Agustina escreveu que devia haver tronos para quem os compreende, e não para quem deles é herdeiro; e tronos, acrescento eu, para quem compreende tal frase, e quem aceita tal «monarquia».

1.11.13

Tu sabes quem sou



I cannot follow you, my love,
you cannot follow me.
I am the distance you put between
all of the moments that we will be.

You know who I am,
you've stared at the sun,
well I am the one who loves
changing from nothing to one.


[outro amigo de sempre, numa canção de 1969]

Um figurante

Comecei a escrever poemas por causa de «Prufrock», porque foi o primeiro poema que me pareceu «moderno», erudito e «demótico» [palavra que descobri com Eliot], desenvolto, memorável, tocante, desencantado, exacto.
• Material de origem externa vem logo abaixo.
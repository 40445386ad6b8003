use std::fs::OpenOptions;
use std::io::IsTerminal;

use anyhow::{anyhow, Context};
use clap::Parser;
use rand::Rng;
use rmdb_simulator::profiles::{Profile, Readiness};
use rmdb_simulator::runner::artifacts::{load_failure, write_failure, write_plan, FailureReport};
use rmdb_simulator::runner::cli::{SimulatorCLI, SimulatorCommand};
use rmdb_simulator::runner::env::SimulatorEnv;
use rmdb_simulator::runner::scenario::Scenario;
use tracing_subscriber::field::MakeExt;
use tracing_subscriber::fmt::format;
use tracing_subscriber::EnvFilter;
use tracing_subscriber::{layer::SubscriberExt, util::SubscriberInitExt};

fn main() -> anyhow::Result<()> {
    let cli_opts = SimulatorCLI::parse();
    cli_opts.validate().map_err(|err| anyhow!(err))?;

    if let Some(SimulatorCommand::PrintSchema) = cli_opts.subcommand {
        let schema = schemars::schema_for!(Profile);
        println!("{}", serde_json::to_string_pretty(&schema)?);
        return Ok(());
    }
    init_logger()?;

    match cli_opts.subcommand.clone() {
        Some(SimulatorCommand::PrintSchema) => Ok(()),
        Some(SimulatorCommand::Replay { path }) => {
            let report = load_failure(&path)
                .with_context(|| format!("failed to load failure report {}", path.display()))?;
            tracing::info!(
                seed = report.seed,
                scenario = %report.scenario,
                error = %report.error,
                "replaying failed run"
            );
            let profile = cli_opts.apply_overrides(report.profile)?;
            // a replay that passes must not wipe the recorded failure
            let cli_opts = SimulatorCLI {
                keep: true,
                ..cli_opts.clone()
            };
            let result = testing_main(&cli_opts, &profile, report.seed);
            if result.is_ok() {
                println!("failure of seed {} did not reproduce", report.seed);
            }
            result
        }
        Some(SimulatorCommand::Loop {
            n,
            jobs,
            short_circuit,
        }) => {
            let profile = cli_opts.profile()?;
            let seed = cli_opts.seed.unwrap_or_else(|| rand::rng().random());
            if jobs > 1 && matches!(profile.engine.readiness, Readiness::Tcp { .. }) {
                tracing::warn!(
                    jobs,
                    "parallel scenarios probe readiness over one TCP address, \
                     the engines must not share it"
                );
            }
            run_loop(&cli_opts, &profile, seed, n, jobs, short_circuit)
        }
        None => {
            let profile = cli_opts.profile()?;
            let seed = cli_opts.seed.unwrap_or_else(|| rand::rng().random());
            testing_main(&cli_opts, &profile, seed)
        }
    }
}

/// Runs `n` scenarios with seeds `seed`, `seed + 1`, ..., `jobs` at a time.
fn run_loop(
    cli_opts: &SimulatorCLI,
    profile: &Profile,
    seed: u64,
    n: usize,
    jobs: usize,
    short_circuit: bool,
) -> anyhow::Result<()> {
    let mut failed = Vec::new();
    for start in (0..n).step_by(jobs) {
        let seeds = (start..(start + jobs).min(n))
            .map(|i| seed.wrapping_add(i as u64))
            .collect::<Vec<_>>();
        let results = std::thread::scope(|s| {
            let handles = seeds
                .iter()
                .map(|&seed| s.spawn(move || testing_main(cli_opts, profile, seed)))
                .collect::<Vec<_>>();
            handles
                .into_iter()
                .map(|handle| {
                    handle
                        .join()
                        .unwrap_or_else(|_| Err(anyhow!("scenario thread panicked")))
                })
                .collect::<Vec<_>>()
        });

        for (seed, result) in seeds.iter().zip(results) {
            match result {
                Ok(()) => println!("iteration with seed {seed} succeeded"),
                Err(err) => {
                    println!("iteration with seed {seed} failed: {err}");
                    failed.push(*seed);
                }
            }
        }
        if short_circuit && !failed.is_empty() {
            println!("short circuiting after {} iterations", start + seeds.len());
            break;
        }
    }

    if failed.is_empty() {
        Ok(())
    } else {
        Err(anyhow!(
            "{} of {n} iterations failed, seeds: {failed:?}",
            failed.len()
        ))
    }
}

fn testing_main(cli_opts: &SimulatorCLI, profile: &Profile, seed: u64) -> anyhow::Result<()> {
    let mut env = SimulatorEnv::new(seed, profile.clone(), &cli_opts.workdir);
    let mut scenario = Scenario::new(profile.scenario.kind);
    tracing::info!(seed, scenario = %scenario.kind(), "starting simulation");

    let result = scenario.run(&mut env);

    // Print the seed and the run directory at the end again for easily accessing them.
    println!("seed: {seed}");
    println!("path: {}", env.paths.base.display());

    match result {
        Ok(stats) => {
            println!("simulation succeeded: {stats}");
            if cli_opts.keep {
                write_plan(&env.paths, scenario.statements())?;
            } else {
                env.paths.delete_all_files();
            }
            Ok(())
        }
        Err(err) => {
            let report = FailureReport {
                seed,
                scenario: scenario.kind(),
                error: err.to_string(),
                timestamp: chrono::Utc::now(),
                stats: scenario.stats().clone(),
                profile: profile.clone(),
            };
            write_failure(&env.paths, &report, scenario.statements())?;
            Err(anyhow!("failed with error: '{err}'"))
        }
    }
}

fn init_logger() -> anyhow::Result<()> {
    let file = OpenOptions::new()
        .create(true)
        .write(true)
        .truncate(true)
        .open("simulator.log")?;

    let requires_ansi = std::io::stdout().is_terminal();

    let _ = tracing_subscriber::registry()
        .with(
            tracing_subscriber::fmt::layer()
                .with_ansi(requires_ansi)
                .with_line_number(true)
                .without_time()
                .with_thread_ids(false),
        )
        .with(EnvFilter::try_from_default_env().unwrap_or_else(|_| EnvFilter::new("info")))
        .with(
            #[allow(deprecated)]
            tracing_subscriber::fmt::layer()
                .with_writer(file)
                .with_ansi(false)
                .fmt_fields(format::PrettyFields::new().with_ansi(false))
                .with_line_number(true)
                .without_time()
                .with_thread_ids(false)
                .map_fmt_fields(|f| f.debug_alt()),
        )
        .try_init();
    Ok(())
}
Ao longo dos anos, tenho vivido com esses versos, que acompanham as minhas idades. Sobretudo aquela sequência que diz que «não sou o Príncipe Hamlet, nem isso me estava destinado»: “[I] Am an attendant lord, one that will do / To swell a progress, start a scene or two, / Advise the prince; no doubt, an easy tool, / Deferential, glad to be of use, / Politic, cautious, and meticulous; / Full of high sentence, but a bit obtuse; / At times, indeed, almost ridiculous - / Almost, at times, the Fool”. O senhor Prufrock, como eu, como um figurante do «Hamlet»; um pajem, um conselheiro, um estratagema narrativo: obtusos, ridículos ou bobos na corte da Dinamarca. Nunca soube, e ainda não sei, dizer isto com melhores palavras.